> _Work order_: In the records below, find the line with "impl FromStr for" and the line with "pub fn poll<B: AudioBackend". Print both exactly, along with every line between them, and no other line.

Extracted material section start

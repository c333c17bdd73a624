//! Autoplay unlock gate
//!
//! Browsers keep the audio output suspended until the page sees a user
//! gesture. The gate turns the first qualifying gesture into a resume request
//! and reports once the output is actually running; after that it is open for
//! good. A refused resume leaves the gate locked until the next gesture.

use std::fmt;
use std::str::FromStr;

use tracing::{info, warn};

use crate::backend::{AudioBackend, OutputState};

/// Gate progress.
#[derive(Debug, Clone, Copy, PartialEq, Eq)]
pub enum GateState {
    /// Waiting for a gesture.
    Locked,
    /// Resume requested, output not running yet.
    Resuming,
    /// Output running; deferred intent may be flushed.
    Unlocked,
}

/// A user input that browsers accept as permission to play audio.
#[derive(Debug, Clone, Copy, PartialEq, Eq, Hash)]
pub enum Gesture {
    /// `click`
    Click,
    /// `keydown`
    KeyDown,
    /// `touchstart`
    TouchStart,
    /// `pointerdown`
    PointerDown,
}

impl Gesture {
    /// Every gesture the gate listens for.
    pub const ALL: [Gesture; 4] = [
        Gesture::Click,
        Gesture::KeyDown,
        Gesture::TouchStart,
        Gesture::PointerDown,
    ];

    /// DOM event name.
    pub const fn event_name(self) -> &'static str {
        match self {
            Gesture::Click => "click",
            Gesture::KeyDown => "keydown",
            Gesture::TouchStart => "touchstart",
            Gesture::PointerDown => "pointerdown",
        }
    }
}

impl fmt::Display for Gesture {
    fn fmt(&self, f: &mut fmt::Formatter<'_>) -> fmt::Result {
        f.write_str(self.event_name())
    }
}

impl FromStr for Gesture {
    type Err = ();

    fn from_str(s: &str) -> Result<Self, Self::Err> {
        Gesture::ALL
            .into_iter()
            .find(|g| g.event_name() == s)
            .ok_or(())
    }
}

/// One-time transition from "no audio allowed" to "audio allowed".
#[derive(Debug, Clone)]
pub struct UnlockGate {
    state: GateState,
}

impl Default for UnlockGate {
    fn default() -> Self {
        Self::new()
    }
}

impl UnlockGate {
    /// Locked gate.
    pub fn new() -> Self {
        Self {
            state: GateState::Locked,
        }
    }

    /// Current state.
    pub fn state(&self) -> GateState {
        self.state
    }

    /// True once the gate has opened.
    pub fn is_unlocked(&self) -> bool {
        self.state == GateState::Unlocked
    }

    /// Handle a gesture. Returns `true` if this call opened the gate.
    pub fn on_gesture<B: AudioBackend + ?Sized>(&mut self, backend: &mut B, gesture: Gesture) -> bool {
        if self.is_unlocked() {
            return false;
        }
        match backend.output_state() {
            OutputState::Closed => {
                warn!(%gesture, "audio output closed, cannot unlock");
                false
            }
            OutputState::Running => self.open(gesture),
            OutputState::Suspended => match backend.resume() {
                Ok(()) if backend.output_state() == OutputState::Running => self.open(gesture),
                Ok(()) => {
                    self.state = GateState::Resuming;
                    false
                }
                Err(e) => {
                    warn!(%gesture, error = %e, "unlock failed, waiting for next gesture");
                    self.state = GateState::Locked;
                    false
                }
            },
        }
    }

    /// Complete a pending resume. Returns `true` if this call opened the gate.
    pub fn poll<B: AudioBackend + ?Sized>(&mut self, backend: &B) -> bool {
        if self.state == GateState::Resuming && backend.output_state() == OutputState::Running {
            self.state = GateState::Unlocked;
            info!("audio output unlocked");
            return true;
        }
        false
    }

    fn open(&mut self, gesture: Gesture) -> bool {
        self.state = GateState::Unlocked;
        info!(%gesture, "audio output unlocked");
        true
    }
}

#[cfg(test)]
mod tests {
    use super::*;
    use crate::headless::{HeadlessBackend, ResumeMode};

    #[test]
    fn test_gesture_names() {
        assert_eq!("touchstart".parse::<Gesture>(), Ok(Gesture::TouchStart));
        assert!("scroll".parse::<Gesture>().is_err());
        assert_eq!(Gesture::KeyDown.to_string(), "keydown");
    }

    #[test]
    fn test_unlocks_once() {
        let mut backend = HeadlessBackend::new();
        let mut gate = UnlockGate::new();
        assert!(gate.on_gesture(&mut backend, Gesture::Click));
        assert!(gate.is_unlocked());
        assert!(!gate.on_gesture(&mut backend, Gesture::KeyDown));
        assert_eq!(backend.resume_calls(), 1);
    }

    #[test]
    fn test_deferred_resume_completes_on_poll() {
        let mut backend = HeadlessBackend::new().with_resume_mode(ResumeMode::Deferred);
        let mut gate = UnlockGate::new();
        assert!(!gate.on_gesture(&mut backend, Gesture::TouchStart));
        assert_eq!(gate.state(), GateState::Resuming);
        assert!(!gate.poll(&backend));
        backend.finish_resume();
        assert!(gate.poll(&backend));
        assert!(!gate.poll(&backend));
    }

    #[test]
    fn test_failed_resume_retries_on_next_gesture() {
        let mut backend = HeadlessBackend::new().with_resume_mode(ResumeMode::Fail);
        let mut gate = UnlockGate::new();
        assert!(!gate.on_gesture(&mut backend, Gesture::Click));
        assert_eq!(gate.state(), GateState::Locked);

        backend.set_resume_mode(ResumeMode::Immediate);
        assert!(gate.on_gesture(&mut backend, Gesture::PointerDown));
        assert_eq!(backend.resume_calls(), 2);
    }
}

Extracted material section end
Extracted material section start

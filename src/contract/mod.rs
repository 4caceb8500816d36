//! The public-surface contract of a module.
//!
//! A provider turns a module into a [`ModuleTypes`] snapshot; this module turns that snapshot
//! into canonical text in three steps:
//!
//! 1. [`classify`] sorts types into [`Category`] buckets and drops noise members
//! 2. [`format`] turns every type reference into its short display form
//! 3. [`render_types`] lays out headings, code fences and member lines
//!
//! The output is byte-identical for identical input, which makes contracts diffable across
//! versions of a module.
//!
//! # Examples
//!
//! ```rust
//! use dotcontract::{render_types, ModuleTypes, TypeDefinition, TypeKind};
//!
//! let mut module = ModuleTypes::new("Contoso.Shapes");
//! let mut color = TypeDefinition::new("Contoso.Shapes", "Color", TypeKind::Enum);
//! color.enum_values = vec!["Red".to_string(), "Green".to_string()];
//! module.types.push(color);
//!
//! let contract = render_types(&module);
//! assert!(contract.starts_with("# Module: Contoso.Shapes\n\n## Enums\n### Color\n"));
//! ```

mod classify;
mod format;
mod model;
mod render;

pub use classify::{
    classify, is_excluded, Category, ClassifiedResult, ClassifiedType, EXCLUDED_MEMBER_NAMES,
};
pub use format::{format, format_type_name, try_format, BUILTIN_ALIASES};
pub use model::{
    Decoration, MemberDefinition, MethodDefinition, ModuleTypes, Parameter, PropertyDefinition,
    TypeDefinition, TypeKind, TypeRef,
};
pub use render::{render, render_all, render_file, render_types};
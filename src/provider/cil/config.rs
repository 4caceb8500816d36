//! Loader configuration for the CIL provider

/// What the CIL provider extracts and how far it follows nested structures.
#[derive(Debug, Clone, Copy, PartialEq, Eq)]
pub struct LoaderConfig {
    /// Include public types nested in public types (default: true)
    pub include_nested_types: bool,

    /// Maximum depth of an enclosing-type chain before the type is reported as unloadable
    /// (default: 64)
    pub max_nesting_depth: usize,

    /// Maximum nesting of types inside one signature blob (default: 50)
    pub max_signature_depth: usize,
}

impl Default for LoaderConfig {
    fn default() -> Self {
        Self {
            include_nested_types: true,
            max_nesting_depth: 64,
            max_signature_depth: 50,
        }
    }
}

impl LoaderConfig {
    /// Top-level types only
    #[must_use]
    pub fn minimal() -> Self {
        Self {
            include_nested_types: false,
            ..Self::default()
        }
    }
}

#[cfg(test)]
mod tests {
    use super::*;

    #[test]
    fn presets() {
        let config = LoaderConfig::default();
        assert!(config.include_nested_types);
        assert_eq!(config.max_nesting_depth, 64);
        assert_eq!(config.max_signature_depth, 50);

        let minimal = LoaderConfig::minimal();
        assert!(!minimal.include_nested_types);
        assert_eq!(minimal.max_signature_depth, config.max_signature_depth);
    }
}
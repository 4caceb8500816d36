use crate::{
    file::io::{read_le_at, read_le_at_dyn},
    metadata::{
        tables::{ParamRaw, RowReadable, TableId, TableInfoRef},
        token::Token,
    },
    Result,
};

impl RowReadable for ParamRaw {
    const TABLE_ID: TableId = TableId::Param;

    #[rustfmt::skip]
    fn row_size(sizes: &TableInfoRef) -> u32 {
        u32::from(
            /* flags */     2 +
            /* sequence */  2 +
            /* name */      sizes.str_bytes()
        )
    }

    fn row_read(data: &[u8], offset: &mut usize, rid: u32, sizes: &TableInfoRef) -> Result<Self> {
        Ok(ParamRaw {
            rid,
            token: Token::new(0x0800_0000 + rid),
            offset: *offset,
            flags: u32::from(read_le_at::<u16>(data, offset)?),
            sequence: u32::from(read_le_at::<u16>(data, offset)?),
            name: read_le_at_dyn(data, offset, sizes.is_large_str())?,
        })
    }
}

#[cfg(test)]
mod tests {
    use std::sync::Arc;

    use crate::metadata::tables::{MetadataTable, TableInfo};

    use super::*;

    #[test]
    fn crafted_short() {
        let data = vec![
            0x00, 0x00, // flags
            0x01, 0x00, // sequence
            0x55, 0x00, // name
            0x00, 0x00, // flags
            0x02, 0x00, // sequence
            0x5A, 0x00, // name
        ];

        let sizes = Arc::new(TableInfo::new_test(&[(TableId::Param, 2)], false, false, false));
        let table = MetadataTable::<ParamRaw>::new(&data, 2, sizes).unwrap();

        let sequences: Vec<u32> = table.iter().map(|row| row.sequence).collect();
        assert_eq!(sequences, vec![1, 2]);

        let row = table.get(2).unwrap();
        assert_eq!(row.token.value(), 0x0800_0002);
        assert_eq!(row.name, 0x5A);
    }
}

Extracted material section end
Extracted material section start

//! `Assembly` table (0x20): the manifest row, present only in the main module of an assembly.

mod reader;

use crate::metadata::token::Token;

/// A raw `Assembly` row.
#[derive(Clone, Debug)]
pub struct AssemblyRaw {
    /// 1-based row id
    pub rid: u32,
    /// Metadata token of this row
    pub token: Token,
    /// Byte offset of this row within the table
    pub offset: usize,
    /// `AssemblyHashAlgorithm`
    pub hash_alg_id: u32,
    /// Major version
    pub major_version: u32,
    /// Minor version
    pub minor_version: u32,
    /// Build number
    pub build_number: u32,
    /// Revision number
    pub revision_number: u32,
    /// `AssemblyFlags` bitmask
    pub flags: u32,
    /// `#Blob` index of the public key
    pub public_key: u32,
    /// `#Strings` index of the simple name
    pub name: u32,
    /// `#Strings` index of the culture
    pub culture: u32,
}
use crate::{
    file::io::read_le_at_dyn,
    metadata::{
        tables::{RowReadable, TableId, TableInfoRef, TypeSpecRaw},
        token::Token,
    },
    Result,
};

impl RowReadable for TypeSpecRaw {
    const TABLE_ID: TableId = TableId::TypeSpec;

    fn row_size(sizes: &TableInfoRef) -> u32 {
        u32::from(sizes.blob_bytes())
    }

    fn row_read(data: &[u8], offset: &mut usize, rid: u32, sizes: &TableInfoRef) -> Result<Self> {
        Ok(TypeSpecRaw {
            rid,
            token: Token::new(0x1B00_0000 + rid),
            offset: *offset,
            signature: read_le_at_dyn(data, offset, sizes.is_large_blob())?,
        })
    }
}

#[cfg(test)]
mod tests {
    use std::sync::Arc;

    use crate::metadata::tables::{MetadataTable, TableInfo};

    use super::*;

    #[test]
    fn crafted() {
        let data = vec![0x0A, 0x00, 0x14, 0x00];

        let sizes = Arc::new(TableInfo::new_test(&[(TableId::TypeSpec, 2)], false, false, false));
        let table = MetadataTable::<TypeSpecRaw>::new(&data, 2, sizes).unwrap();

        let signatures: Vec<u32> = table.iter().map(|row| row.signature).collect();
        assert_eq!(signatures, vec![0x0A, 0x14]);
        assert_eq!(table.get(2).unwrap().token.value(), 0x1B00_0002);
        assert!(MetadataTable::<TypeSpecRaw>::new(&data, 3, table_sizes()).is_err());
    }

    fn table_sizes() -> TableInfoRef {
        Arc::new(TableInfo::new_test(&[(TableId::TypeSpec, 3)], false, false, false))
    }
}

Extracted material section end

> _Response_:
impl FromStr for Gesture {
    type Err = ();

    fn from_str(s: &str) -> Result<Self, Self::Err> {
        Gesture::ALL
            .into_iter()
            .find(|g| g.event_name() == s)
            .ok_or(())
    }
}

/// One-time transition from "no audio allowed" to "audio allowed".
#[derive(Debug, Clone)]
pub struct UnlockGate {
    state: GateState,
}

impl Default for UnlockGate {
    fn default() -> Self {
        Self::new()
    }
}

impl UnlockGate {
    /// Locked gate.
    pub fn new() -> Self {
        Self {
            state: GateState::Locked,
        }
    }

    /// Current state.
    pub fn state(&self) -> GateState {
        self.state
    }

    /// True once the gate has opened.
    pub fn is_unlocked(&self) -> bool {
        self.state == GateState::Unlocked
    }

    /// Handle a gesture. Returns `true` if this call opened the gate.
    pub fn on_gesture<B: AudioBackend + ?Sized>(&mut self, backend: &mut B, gesture: Gesture) -> bool {
        if self.is_unlocked() {
            return false;
        }
        match backend.output_state() {
            OutputState::Closed => {
                warn!(%gesture, "audio output closed, cannot unlock");
                false
            }
            OutputState::Running => self.open(gesture),
            OutputState::Suspended => match backend.resume() {
                Ok(()) if backend.output_state() == OutputState::Running => self.open(gesture),
                Ok(()) => {
                    self.state = GateState::Resuming;
                    false
                }
                Err(e) => {
                    warn!(%gesture, error = %e, "unlock failed, waiting for next gesture");
                    self.state = GateState::Locked;
                    false
                }
            },
        }
    }

    /// Complete a pending resume. Returns `true` if this call opened the gate.
    pub fn poll<B: AudioBackend + ?Sized>(&mut self, backend: &B) -> bool {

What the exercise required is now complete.